Hebrews 11, the great Hall of Faith chapter, provides just such a list, where the author identifies men and women who through extraordinary faith, “conquered kingdoms, administered justice … shut the mouths of lions, quenched the fury of the flames … whose weakness was turned to strength. … Others were tortured and refused to be released. … They were stoned; they were sawed in two. … They went about … destitute, persecuted, and mistreated.” In short, “The world was not worthy of them” (Hebrews 11:32-38).

The immensity of their faith is so stunning: surely these individuals were raised by wise, God-fearing, faith-filled parents. Surely they were the same kind of parent to their own children. Yet as I consider the lives of these heroes, I am not sure I can reach that conclusion.

  • Abraham was impatient for the son God promised. Urged on by his wife, he sired a child by her maidservant, Hagar, and allowed this woman and his own son Ishmael to be banished to the desert.
  • Isaac and Rebekah were the parents of Jacob and Esau. Each openly favored one son over the other. Rebekah, lacking faith in God’s ability to overcome Isaac’s favoritism, instructed Jacob to commit an unthinkable travesty: to lie to his father and steal the blessing from Esau, which he did.
  • Jacob learned his lessons well from his mother and continued to deceive his way toward success—lying to Esau, lying to Laban, and treating his wives and his ten sons with inequity.
  • Moses was pulled from his basket on the Nile by the daughter of the pharaoh. God chose for him to be raised by a woman who worshiped many gods and who taught Moses to do the same.
  • Jephthah, a mighty warrior for God, was born to a prostitute. As a father, he killed his only daughter as a sacrifice to God because of an impetuous vow.
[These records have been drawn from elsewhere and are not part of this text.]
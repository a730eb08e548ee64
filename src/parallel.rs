//! Fixed-size worker pool with cooperative cancellation.

use std::ops::Range;
use std::sync::atomic::{AtomicBool, Ordering};
use std::sync::Arc;

use rayon::prelude::*;
use rayon::{ThreadPool, ThreadPoolBuilder};
use tracing::debug;

use crate::error::{FvError, Result};

/// Shared flag checked by workers before each unit of work.
#[derive(Clone, Debug, Default)]
pub struct CancelToken(Arc<AtomicBool>);

impl CancelToken {
    pub fn new() -> Self {
        Self::default()
    }

    pub fn cancel(&self) {
        self.0.store(true, Ordering::Relaxed);
    }

    pub fn is_cancelled(&self) -> bool {
        self.0.load(Ordering::Relaxed)
    }
}

/// A rayon pool, either owned with a fixed thread count or rayon's global one.
pub struct WorkerPool {
    pool: Option<ThreadPool>,
}

impl WorkerPool {
    pub fn new(threads: usize) -> Result<Self> {
        let pool = ThreadPoolBuilder::new()
            .num_threads(threads)
            .thread_name(|i| format!("fandv-worker-{i}"))
            .build()
            .map_err(|e| FvError::ThreadPool(e.to_string()))?;
        Ok(Self { pool: Some(pool) })
    }

    pub fn global() -> Self {
        Self { pool: None }
    }

    pub fn threads(&self) -> usize {
        match &self.pool {
            Some(pool) => pool.current_num_threads(),
            None => rayon::current_num_threads(),
        }
    }

    /// Run `op` inside this pool.
    pub fn install<T: Send>(&self, op: impl FnOnce() -> T + Send) -> T {
        match &self.pool {
            Some(pool) => pool.install(op),
            None => op(),
        }
    }

    /// Split [0, len) into ranges of at most `chunk` and evaluate `f` on each.
    ///
    /// Results come back in range order. A range that starts after `cancel`
    /// has fired is skipped and the whole call fails with `Cancelled`.
    pub fn map_ranges<T, F>(
        &self,
        len: usize,
        chunk: usize,
        cancel: &CancelToken,
        f: F,
    ) -> Result<Vec<T>>
    where
        T: Send,
        F: Fn(Range<usize>) -> Result<T> + Sync,
    {
        let chunk = chunk.max(1);
        let ranges: Vec<Range<usize>> = (0..len)
            .step_by(chunk)
            .map(|start| start..(start + chunk).min(len))
            .collect();
        debug!(ranges = ranges.len(), threads = self.threads(), "dispatching");
        self.install(|| {
            ranges
                .into_par_iter()
                .map(|range| {
                    if cancel.is_cancelled() {
                        return Err(FvError::Cancelled);
                    }
                    f(range)
                })
                .collect()
        })
    }

    /// Chunk size that gives every worker a few ranges.
    pub fn chunk_for(&self, len: usize) -> usize {
        len.div_ceil(self.threads() * 4).max(1)
    }
}

#[cfg(test)]
mod tests {
    use super::*;

    #[test]
    fn test_ranges_cover_in_order() {
        let pool = WorkerPool::new(3).unwrap();
        let out = pool
            .map_ranges(10, 3, &CancelToken::new(), |r| Ok(r.collect::<Vec<_>>()))
            .unwrap();
        assert_eq!(out, vec![vec![0, 1, 2], vec![3, 4, 5], vec![6, 7, 8], vec![9]]);
        assert_eq!(pool.threads(), 3);
    }

    #[test]
    fn test_empty_len() {
        let pool = WorkerPool::global();
        let out = pool
            .map_ranges(0, 4, &CancelToken::new(), |r| Ok(r.len()))
            .unwrap();
        assert!(out.is_empty());
    }

    #[test]
    fn test_cancelled_before_start() {
        let pool = WorkerPool::new(2).unwrap();
        let cancel = CancelToken::new();
        cancel.cancel();
        let res = pool.map_ranges(8, 2, &cancel, |r| Ok(r.len()));
        assert!(matches!(res, Err(FvError::Cancelled)));
    }

    #[test]
    fn test_cancel_from_worker() {
        let pool = WorkerPool::new(1).unwrap();
        let cancel = CancelToken::new();
        let res = pool.map_ranges(100, 1, &cancel, |r| {
            if r.start == 0 {
                cancel.cancel();
            }
            Ok(r.start)
        });
        assert!(matches!(res, Err(FvError::Cancelled)));
    }

    #[test]
    fn test_zero_threads_uses_default() {
        // rayon treats 0 as "pick automatically"
        assert!(WorkerPool::new(0).unwrap().threads() >= 1);
    }
}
By our contemporary standards, most of these families were dismal failures. They include polygamous family groupings rife with division and jealousy, prostitute mothers, heathen mothers, families with rampant favoritism and fratricide. The only discernible patterns here seem to be those of human sin and error. Yet God transformed their weaknesses into a faith that accomplished his eternal purposes.

Here is what I learn from this: I am not sovereign over my children—God is. And God will use every aspect of my human parenting, even my sins and failures, to shape my children into who he desires them to be, for the sake of his kingdom.
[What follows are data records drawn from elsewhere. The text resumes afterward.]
use std::fmt;
use std::sync::Arc;

use num_bigint::BigInt;
use tracing::{debug, instrument};
use zeroize::Zeroize;

use crate::params::Parameters;
use crate::ring::poly::Poly;
use crate::sampling::{Randomness, Sampler};

/// FV secret key: a ring element s with small (noise-distributed) coefficients.
pub struct SecretKey {
    pub(crate) s: Vec<i64>,
    pub(crate) params: Arc<Parameters>,
}

impl Drop for SecretKey {
    fn drop(&mut self) {
        self.s.zeroize();
    }
}

impl SecretKey {
    pub(crate) fn from_coeffs(s: Vec<i64>, params: Arc<Parameters>) -> Self {
        Self { s, params }
    }

    pub fn params(&self) -> &Arc<Parameters> {
        &self.params
    }

    pub(crate) fn poly(&self) -> Poly {
        Poly::from_i64(&self.s)
    }
}

impl fmt::Debug for SecretKey {
    fn fmt(&self, f: &mut fmt::Formatter<'_>) -> fmt::Result {
        f.debug_struct("SecretKey")
            .field("ring_degree", &self.params.ring_degree)
            .finish_non_exhaustive()
    }
}

impl fmt::Display for SecretKey {
    fn fmt(&self, f: &mut fmt::Formatter<'_>) -> fmt::Result {
        writeln!(f, "Fan and Vercauteren private key")?;
        write!(f, "s = {}", self.poly())
    }
}

/// FV public key (p0, p1) with p0 = -(p1·s + e).
///
/// Holds the relinearization key generated with it; every ciphertext it
/// produces shares that key.
#[derive(Clone, Debug)]
pub struct PublicKey {
    pub(crate) p0: Poly,
    pub(crate) p1: Poly,
    pub(crate) params: Arc<Parameters>,
    pub(crate) rlk: Arc<RelinKey>,
}

impl PublicKey {
    pub fn params(&self) -> &Arc<Parameters> {
        &self.params
    }

    pub fn relin_key(&self) -> &Arc<RelinKey> {
        &self.rlk
    }

    pub fn p0(&self) -> &Poly {
        &self.p0
    }

    pub fn p1(&self) -> &Poly {
        &self.p1
    }
}

impl PartialEq for PublicKey {
    fn eq(&self, other: &Self) -> bool {
        self.p0 == other.p0 && self.p1 == other.p1 && self.rlk == other.rlk
    }
}

impl fmt::Display for PublicKey {
    fn fmt(&self, f: &mut fmt::Formatter<'_>) -> fmt::Result {
        writeln!(f, "Fan and Vercauteren public key")?;
        writeln!(f, "( p₀ = {},", self.p0)?;
        write!(f, "p₁ = {} )", self.p1)
    }
}

/// Relinearization key for the two base-T digits of a degree-2 component.
///
/// For digit j: rlk0j + rlk1j·s ≈ T^j·s², i.e.
/// rlk0j = -(a_j·s + e_j) + T^j·s² and rlk1j = a_j.
#[derive(Clone, Debug, PartialEq)]
pub struct RelinKey {
    pub(crate) rlk00: Poly,
    pub(crate) rlk01: Poly,
    pub(crate) rlk10: Poly,
    pub(crate) rlk11: Poly,
    pub(crate) params: Arc<Parameters>,
}

impl RelinKey {
    pub fn params(&self) -> &Arc<Parameters> {
        &self.params
    }

    /// The four key polynomials in storage order rlk00, rlk01, rlk10, rlk11.
    pub fn polys(&self) -> [&Poly; 4] {
        [&self.rlk00, &self.rlk01, &self.rlk10, &self.rlk11]
    }
}

impl fmt::Display for RelinKey {
    fn fmt(&self, f: &mut fmt::Formatter<'_>) -> fmt::Result {
        writeln!(f, "Fan and Vercauteren relinearisation key")?;
        writeln!(f, "( rlk₀₀ = {},", self.rlk00)?;
        writeln!(f, "rlk₀₁ = {},", self.rlk01)?;
        writeln!(f, "rlk₁₀ = {},", self.rlk10)?;
        write!(f, "rlk₁₁ = {} )", self.rlk11)
    }
}

/// Generate a key set with an OS-seeded sampler.
pub fn keygen(params: &Arc<Parameters>) -> (SecretKey, PublicKey, Arc<RelinKey>) {
    let mut sampler = Sampler::from_os_rng();
    keygen_with_rng(params, &mut sampler)
}

/// Generate secret, public and relinearization keys from one secret.
#[instrument(skip_all, fields(d = params.ring_degree, qpow = params.qpow))]
pub fn keygen_with_rng<S: Randomness + ?Sized>(
    params: &Arc<Parameters>,
    rng: &mut S,
) -> (SecretKey, PublicKey, Arc<RelinKey>) {
    let d = params.ring_degree;
    let s = rng.noise_vec(d, params.sigma);

    let (p0, p1) = masked_pair(params, &s, None, rng);

    let mut s_sq = Poly::from_i64(&s).mul_small(&s);
    s_sq.fold_cyclotomic(d);
    let (rlk00, rlk01) = masked_pair(params, &s, Some(s_sq.clone()), rng);
    let (rlk10, rlk11) = masked_pair(params, &s, Some(s_sq.scalar_mul(&params.relin_base)), rng);

    let rlk = Arc::new(RelinKey {
        rlk00,
        rlk01,
        rlk10,
        rlk11,
        params: params.clone(),
    });
    debug!("generated key set");

    let pk = PublicKey {
        p0,
        p1,
        params: params.clone(),
        rlk: rlk.clone(),
    };
    (SecretKey::from_coeffs(s, params.clone()), pk, rlk)
}

/// Sample a fresh uniform `a` and noise `e`; return (-(a·s + e) + payload, a).
fn masked_pair<S: Randomness + ?Sized>(
    params: &Parameters,
    s: &[i64],
    payload: Option<Poly>,
    rng: &mut S,
) -> (Poly, Poly) {
    let d = params.ring_degree;
    let mut a = rng.uniform_poly(d, params.qpow);
    params.center_q(&mut a);
    let e = Poly::from_coeffs(
        rng.noise_vec(d, params.sigma)
            .into_iter()
            .map(BigInt::from)
            .collect(),
    );

    let mut b = a.mul_small(s);
    b.fold_cyclotomic(d);
    let mut b = b.add(&e).neg();
    if let Some(payload) = payload {
        b.add_assign(&payload);
    }
    params.center_q(&mut b);
    (b, a)
}

impl Parameters {
    /// Shorthand for [`keygen`].
    pub fn keygen(self: &Arc<Self>) -> (SecretKey, PublicKey, Arc<RelinKey>) {
        keygen(self)
    }
}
Does God pass our parenting test?

The Old Testament provides a long and deep look into the heart of the only perfect parent—God himself. In the Bible, God identifies himself over and over as a Father. When we look at his children, however, the news is not good. Beginning with Adam and Eve and moving through history, the story doesn’t improve. By the days of Noah, God’s people had so polluted the world with their wickedness that God regretted having made them. He ended the lives of every man, woman, and child who was not faithful to him. God birthed another family later, the children of Israel, whom God called “my firstborn son” (Exodus 4:22). We know the tortuous record of that relationship, involving children who rebelled against their Father grievously.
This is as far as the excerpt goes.